Cable King
Discovery questions
Asking the right questions in the discovery phase is super important for your data analytics projects to succeed. This first step is all about learning the details. Ask questions to understand the business problems that need solving. You want to know how the analysis will help the company and who will use it. Good questions help everyone agree on the goals. You also ask about what data you'll need, where it comes from, and how to get it ready. Questions help you plan the data work. Ask about project timelines, skills needed, and risks too. This helps you scope the work.
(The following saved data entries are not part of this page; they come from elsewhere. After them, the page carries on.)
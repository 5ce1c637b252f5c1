//! Step 3's sub-step tree (spec §4.6):
//!
//! ```text
//! S3.AGE → S3.VOICE → S3.EROIPU → S3.NEOCHI_OK_NG → S3.NEOCHI_HANDLING
//!        → S3.DM → S3.FRIEND → S3.EVENT (multi-select) → S3.DONE
//! ```
//!
//! Every sub-step but `Event` is an exclusive choice that advances on the
//! first press. `Event` is a multi-select: each press grants its role and
//! restarts a quiescence timer (owned by the session task, see
//! [`crate::session::lifecycle`]) that auto-advances to `Done` once presses
//! stop arriving.

use serde::{Deserialize, Serialize};
use twilight_model::channel::message::component::{ActionRow, Button, ButtonStyle, Component};

use crate::platform::{OutgoingMessage, Platform};
use crate::step::StepContext;
use crate::token::Action;
use crate::voice::VoiceConnection;
use crate::{audio, error::Result};

#[derive(Debug, Clone, Copy, PartialEq, Eq, Serialize, Deserialize)]
pub enum Step3Phase {
    Age,
    Voice,
    Eroipu,
    NeochiOkNg,
    NeochiHandling,
    Dm,
    Friend,
    Event,
    Done,
}

impl Step3Phase {
    /// The sub-step that follows an exclusive-choice answer here. `Event`
    /// does not use this — it only leaves via the quiescence timer or an
    /// explicit `Step3Next` once on `Done`.
    pub fn next(self) -> Step3Phase {
        match self {
            Step3Phase::Age => Step3Phase::Voice,
            Step3Phase::Voice => Step3Phase::Eroipu,
            Step3Phase::Eroipu => Step3Phase::NeochiOkNg,
            Step3Phase::NeochiOkNg => Step3Phase::NeochiHandling,
            Step3Phase::NeochiHandling => Step3Phase::Dm,
            Step3Phase::Dm => Step3Phase::Friend,
            Step3Phase::Friend => Step3Phase::Event,
            Step3Phase::Event => Step3Phase::Done,
            Step3Phase::Done => Step3Phase::Done,
        }
    }

    fn action(self) -> Option<Action> {
        match self {
            Step3Phase::Age => Some(Action::Age),
            Step3Phase::Voice => Some(Action::Voice),
            Step3Phase::Eroipu => Some(Action::Eroipu),
            Step3Phase::NeochiOkNg => Some(Action::Neochi),
            Step3Phase::NeochiHandling => Some(Action::NeochiHandling),
            Step3Phase::Dm => Some(Action::Dm),
            Step3Phase::Friend => Some(Action::Friend),
            Step3Phase::Event => Some(Action::Event),
            Step3Phase::Done => None,
        }
    }

    fn role_prefix(self) -> &'static str {
        match self {
            Step3Phase::Age => "age",
            Step3Phase::Voice => "voice",
            Step3Phase::Eroipu => "eroipu",
            Step3Phase::NeochiOkNg => "neochi",
            Step3Phase::NeochiHandling => "neochi_handling",
            Step3Phase::Dm => "dm",
            Step3Phase::Friend => "friend",
            Step3Phase::Event => "event",
            Step3Phase::Done => "",
        }
    }

    /// The answer options presented for this sub-step, as
    /// `(button label key, role/param suffix)` pairs. Content is owned by
    /// the I18N catalog; only the param suffix (used to key the configured
    /// role) lives in code.
    pub fn options(self) -> &'static [(&'static str, &'static str)] {
        match self {
            Step3Phase::Age => &[
                ("onboarding.step3.age.under20", "under20"),
                ("onboarding.step3.age.20s", "20s"),
                ("onboarding.step3.age.30s", "30s"),
                ("onboarding.step3.age.40plus", "40plus"),
            ],
            Step3Phase::Voice => &[
                ("onboarding.step3.voice.yes", "yes"),
                ("onboarding.step3.voice.no", "no"),
            ],
            Step3Phase::Eroipu => &[
                ("onboarding.step3.eroipu.yes", "yes"),
                ("onboarding.step3.eroipu.no", "no"),
            ],
            Step3Phase::NeochiOkNg => &[
                ("onboarding.step3.neochi.ok", "ok"),
                ("onboarding.step3.neochi.ng", "ng"),
            ],
            Step3Phase::NeochiHandling => &[
                ("onboarding.step3.neochi_handling.gentle", "gentle"),
                ("onboarding.step3.neochi_handling.firm", "firm"),
            ],
            Step3Phase::Dm => &[
                ("onboarding.step3.dm.open", "open"),
                ("onboarding.step3.dm.closed", "closed"),
            ],
            Step3Phase::Friend => &[
                ("onboarding.step3.friend.open", "open"),
                ("onboarding.step3.friend.closed", "closed"),
            ],
            Step3Phase::Event => &[
                ("onboarding.step3.event.daytime", "daytime"),
                ("onboarding.step3.event.night", "night"),
            ],
            Step3Phase::Done => &[],
        }
    }

    /// Whether presses here are additive (multi-select) rather than
    /// exclusive-choice.
    pub fn is_multi_select(self) -> bool {
        matches!(self, Step3Phase::Event)
    }
}

/// The configured-role key for an answer `param` on sub-step `phase`.
pub fn role_key(phase: Step3Phase, param: &str) -> String {
    format!("{}_{param}", phase.role_prefix())
}

/// Renders the answer buttons for `phase`, stopping any prior audio (no
/// clip plays during the sub-step choices themselves; `Replay` is a no-op
/// here per spec §4.6).
pub async fn enter<P: Platform>(ctx: &StepContext<'_, P>, conn: &VoiceConnection, phase: Step3Phase) -> Result<()> {
    audio::stop(conn);

    if phase == Step3Phase::Done {
        let message = OutgoingMessage {
            content: Some("onboarding.step3.done.text".to_string()),
            components: vec![next_button(ctx)],
            ..Default::default()
        };
        ctx.platform.send_message(ctx.channel_id, message).await?;
        return Ok(());
    }

    let Some(action) = phase.action() else { return Ok(()) };

    let buttons = phase
        .options()
        .iter()
        .map(|(label_key, param)| {
            Component::Button(Button {
                custom_id: Some(
                    crate::token::ActionToken {
                        action,
                        params: vec![param.to_string()],
                        user_id: ctx.user_id,
                    }
                    .format(),
                ),
                disabled: false,
                emoji: None,
                label: Some(label_key.to_string()),
                style: ButtonStyle::Secondary,
                url: None,
            })
        })
        .collect();

    let message = OutgoingMessage {
        content: Some(format!("onboarding.step3.{}.text", phase.role_prefix())),
        components: vec![Component::ActionRow(ActionRow { components: buttons })],
        ..Default::default()
    };
    ctx.platform.send_message(ctx.channel_id, message).await?;

    Ok(())
}

fn next_button<P: Platform>(ctx: &StepContext<'_, P>) -> Component {
    Component::ActionRow(ActionRow {
        components: vec![Component::Button(Button {
            custom_id: Some(
                crate::token::ActionToken {
                    action: Action::Step3Next,
                    params: Vec::new(),
                    user_id: ctx.user_id,
                }
                .format(),
            ),
            disabled: false,
            emoji: None,
            label: Some("Next".to_string()),
            style: ButtonStyle::Primary,
            url: None,
        })],
    })
}

#[cfg(test)]
mod tests {
    use super::*;

    #[test]
    fn linear_order_matches_spec() {
        let order = [
            Step3Phase::Age,
            Step3Phase::Voice,
            Step3Phase::Eroipu,
            Step3Phase::NeochiOkNg,
            Step3Phase::NeochiHandling,
            Step3Phase::Dm,
            Step3Phase::Friend,
            Step3Phase::Event,
            Step3Phase::Done,
        ];

        for pair in order.windows(2) {
            assert_eq!(pair[0].next(), pair[1]);
        }
        assert_eq!(Step3Phase::Done.next(), Step3Phase::Done);
    }

    #[test]
    fn only_event_is_multi_select() {
        for phase in [
            Step3Phase::Age,
            Step3Phase::Voice,
            Step3Phase::Eroipu,
            Step3Phase::NeochiOkNg,
            Step3Phase::NeochiHandling,
            Step3Phase::Dm,
            Step3Phase::Friend,
            Step3Phase::Done,
        ] {
            assert!(!phase.is_multi_select());
        }
        assert!(Step3Phase::Event.is_multi_select());
    }

    #[test]
    fn role_key_format() {
        assert_eq!(role_key(Step3Phase::Age, "20s"), "age_20s");
        assert_eq!(role_key(Step3Phase::NeochiOkNg, "ok"), "neochi_ok");
    }
}
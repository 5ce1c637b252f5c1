//! The Audio Streamer (spec §4.1): plays a guide's pre-encoded Opus frame
//! file over a voice connection at real-time pace.
//!
//! This is a thin convenience layer over [`crate::voice::VoiceConnection`],
//! whose background task already owns the pacing loop
//! (`voice::streamer::PacketStreamer`) and RTP socket the teacher built for
//! music playback — "exactly one stream per session may be active" falls
//! out of `VoiceConnection::play` itself replacing whatever source was
//! previously streaming.

use std::path::{Path, PathBuf};

use crate::error::{Error, Result};
use crate::voice::{Source, VoiceConnection};

/// Starts streaming a guide's audio clip over `conn`, stopping whatever
/// else was playing first (spec §4.1: Start implicitly stops).
pub async fn start(conn: &VoiceConnection, path: impl AsRef<Path>) -> Result<()> {
    let path = path.as_ref();

    if tokio::fs::metadata(path).await.is_err() {
        return Err(Error::AudioNotFound(path.display().to_string()));
    }

    let source = Source::open(path).await.map_err(|err| Error::AudioIo(io_of(err)))?;

    conn.play(source).map_err(|_| Error::VoiceNotReady)
}

/// Stops any active stream. Idempotent.
pub fn stop(conn: &VoiceConnection) {
    let _ = conn.stop();
}

/// Whether a stream is currently active.
pub fn is_active(conn: &VoiceConnection) -> bool {
    conn.playing()
}

fn io_of(err: crate::voice::source::Error) -> std::io::Error {
    match err {
        crate::voice::source::Error::Io(err) => err,
        other => std::io::Error::new(std::io::ErrorKind::Other, other.to_string()),
    }
}

/// Resolves the on-disk path for a guide's audio clip, `name` being one of
/// the fixed Guide Asset Set slugs (e.g. `"0-voice-select"`, `"1-intro"`).
///
/// Layout: `audio/{guide}/{name}.bin`, e.g. `audio/kk/1-intro.bin`.
pub fn clip_path(audio_root: &Path, guide: &str, name: &str) -> PathBuf {
    audio_root.join(guide).join(format!("{name}.bin"))
}

/// The preview clip played from the guide menu, before any guide is chosen.
pub const PREVIEW_CLIP: &str = "0-voice-select";

/// Maps a step number (1-7) to its Guide Asset Set clip slug.
pub fn step_clip_name(step: u8) -> &'static str {
    match step {
        1 => "1-intro",
        2 => "2-profile",
        3 => "3-role",
        4 => "4-point",
        5 => "5-club",
        6 => "6-membership",
        _ => "7-end",
    }
}

#[cfg(test)]
mod tests {
    use super::*;

    #[test]
    fn clip_path_layout() {
        let path = clip_path(Path::new("audio"), "kk", step_clip_name(1));
        assert_eq!(path, PathBuf::from("audio/kk/1-intro.bin"));
    }

    #[test]
    fn step_clip_names_cover_all_steps() {
        assert_eq!(step_clip_name(1), "1-intro");
        assert_eq!(step_clip_name(2), "2-profile");
        assert_eq!(step_clip_name(3), "3-role");
        assert_eq!(step_clip_name(4), "4-point");
        assert_eq!(step_clip_name(5), "5-club");
        assert_eq!(step_clip_name(6), "6-membership");
        assert_eq!(step_clip_name(7), "7-end");
    }
}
Lots of smart questions early on makes sure your analytics focuses on the right business needs. It helps your project go smoothly. Asking questions shows stakeholders you care about getting them the best data insights. It starts everyone working together. In the discovery phase, your good questions set up the analytics project for success! They build the foundation to get real business value from the data work.
Business Questions
​
-
What are the main business problems we're trying to solve or key decisions we need to inform with this project?
-
How will this analysis create business value if successful? What metrics are we looking to optimize?
-
Who are the main stakeholders who will utilize the analysis? What insights do they need?
-
How will the analysis output be used for decision making and strategy?
Data Questions
​
-
What are our most important data sources and systems related to this problem?
-
Do we need to access new data sources beyond what we currently capture?
-
What data gaps or quality issues do we anticipate?
-
What historical time frame of data do we need?
-
Are there legal, compliance or privacy restrictions on any datasets?
-
How complex will data wrangling and pre-processing be prior to analysis?
Scope Questions
​
-
What is the minimum viable product (MVP) we need the analysis to provide? What are the next phases?
-
What time and resource constraints do we have for the analysis based on business needs?
-
What specialized data science skills (e.g. machine learning, NLP) does this require?
-
How will we validate the analysis methodology and results along the way?
Process Questions
​
-
What risks, blockers or dependencies could impact delivery?
-
Who will oversee and approve the project at key milestones?
-
How frequently will we give status updates and gather feedback from stakeholders?
-
Who will eventually own and monitor the analysis output if operationalized?